> **Work required**
Make an exact copy of all the entries shown below.

> **Excerpted data**
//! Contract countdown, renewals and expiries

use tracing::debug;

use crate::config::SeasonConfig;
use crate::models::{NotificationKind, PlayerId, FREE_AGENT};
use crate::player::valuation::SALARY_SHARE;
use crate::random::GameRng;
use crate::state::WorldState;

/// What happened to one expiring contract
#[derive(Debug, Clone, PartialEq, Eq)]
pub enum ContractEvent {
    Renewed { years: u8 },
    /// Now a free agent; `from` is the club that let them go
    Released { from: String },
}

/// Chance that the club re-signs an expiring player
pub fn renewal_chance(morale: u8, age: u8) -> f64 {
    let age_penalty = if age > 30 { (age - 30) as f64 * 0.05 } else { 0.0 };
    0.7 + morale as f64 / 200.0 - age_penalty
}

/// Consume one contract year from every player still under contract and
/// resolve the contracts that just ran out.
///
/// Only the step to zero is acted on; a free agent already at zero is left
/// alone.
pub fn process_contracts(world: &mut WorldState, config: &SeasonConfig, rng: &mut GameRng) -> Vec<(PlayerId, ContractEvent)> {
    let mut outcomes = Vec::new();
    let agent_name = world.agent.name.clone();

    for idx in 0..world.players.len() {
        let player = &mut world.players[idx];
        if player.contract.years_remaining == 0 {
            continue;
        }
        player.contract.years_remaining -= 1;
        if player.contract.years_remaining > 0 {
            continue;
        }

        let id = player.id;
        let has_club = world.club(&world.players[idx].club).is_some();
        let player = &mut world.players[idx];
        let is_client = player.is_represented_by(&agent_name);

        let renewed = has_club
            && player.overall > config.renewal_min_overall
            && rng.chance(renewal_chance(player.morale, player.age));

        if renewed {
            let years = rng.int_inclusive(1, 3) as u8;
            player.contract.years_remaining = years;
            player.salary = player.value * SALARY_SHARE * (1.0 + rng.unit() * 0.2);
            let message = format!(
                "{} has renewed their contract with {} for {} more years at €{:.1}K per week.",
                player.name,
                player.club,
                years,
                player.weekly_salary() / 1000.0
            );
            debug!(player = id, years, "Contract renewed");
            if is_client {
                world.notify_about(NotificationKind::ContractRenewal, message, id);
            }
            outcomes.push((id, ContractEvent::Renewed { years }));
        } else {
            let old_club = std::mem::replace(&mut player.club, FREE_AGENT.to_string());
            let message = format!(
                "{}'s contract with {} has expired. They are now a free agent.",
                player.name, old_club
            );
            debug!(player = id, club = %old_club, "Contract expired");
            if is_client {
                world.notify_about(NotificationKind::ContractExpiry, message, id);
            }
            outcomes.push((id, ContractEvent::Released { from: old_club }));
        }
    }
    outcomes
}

> **Answer to the exercise**
//! Contract countdown, renewals and expiries

use tracing::debug;

use crate::config::SeasonConfig;
use crate::models::{NotificationKind, PlayerId, FREE_AGENT};
use crate::player::valuation::SALARY_SHARE;
use crate::random::GameRng;
use crate::state::WorldState;

/// What happened to one expiring contract
#[derive(Debug, Clone, PartialEq, Eq)]
pub enum ContractEvent {
    Renewed { years: u8 },
    /// Now a free agent; `from` is the club that let them go
    Released { from: String },
}

/// Chance that the club re-signs an expiring player
pub fn renewal_chance(morale: u8, age: u8) -> f64 {
    let age_penalty = if age > 30 { (age - 30) as f64 * 0.05 } else { 0.0 };
    0.7 + morale as f64 / 200.0 - age_penalty
}

/// Consume one contract year from every player still under contract and
/// resolve the contracts that just ran out.
///
/// Only the step to zero is acted on; a free agent already at zero is left
/// alone.
pub fn process_contracts(world: &mut WorldState, config: &SeasonConfig, rng: &mut GameRng) -> Vec<(PlayerId, ContractEvent)> {
    let mut outcomes = Vec::new();
    let agent_name = world.agent.name.clone();

    for idx in 0..world.players.len() {
        let player = &mut world.players[idx];
        if player.contract.years_remaining == 0 {
            continue;
        }
        player.contract.years_remaining -= 1;
        if player.contract.years_remaining > 0 {
            continue;
        }

        let id = player.id;
        let has_club = world.club(&world.players[idx].club).is_some();
        let player = &mut world.players[idx];
        let is_client = player.is_represented_by(&agent_name);

        let renewed = has_club
            && player.overall > config.renewal_min_overall
            && rng.chance(renewal_chance(player.morale, player.age));

        if renewed {
            let years = rng.int_inclusive(1, 3) as u8;
            player.contract.years_remaining = years;
            player.salary = player.value * SALARY_SHARE * (1.0 + rng.unit() * 0.2);
            let message = format!(
                "{} has renewed their contract with {} for {} more years at €{:.1}K per week.",
                player.name,
                player.club,
                years,
                player.weekly_salary() / 1000.0
            );
            debug!(player = id, years, "Contract renewed");
            if is_client {
                world.notify_about(NotificationKind::ContractRenewal, message, id);
            }
            outcomes.push((id, ContractEvent::Renewed { years }));
        } else {
            let old_club = std::mem::replace(&mut player.club, FREE_AGENT.to_string());
            let message = format!(
                "{}'s contract with {} has expired. They are now a free agent.",
                player.name, old_club
            );
            debug!(player = id, club = %old_club, "Contract expired");
            if is_client {
                world.notify_about(NotificationKind::ContractExpiry, message, id);
            }
            outcomes.push((id, ContractEvent::Released { from: old_club }));
        }
    }
    outcomes
}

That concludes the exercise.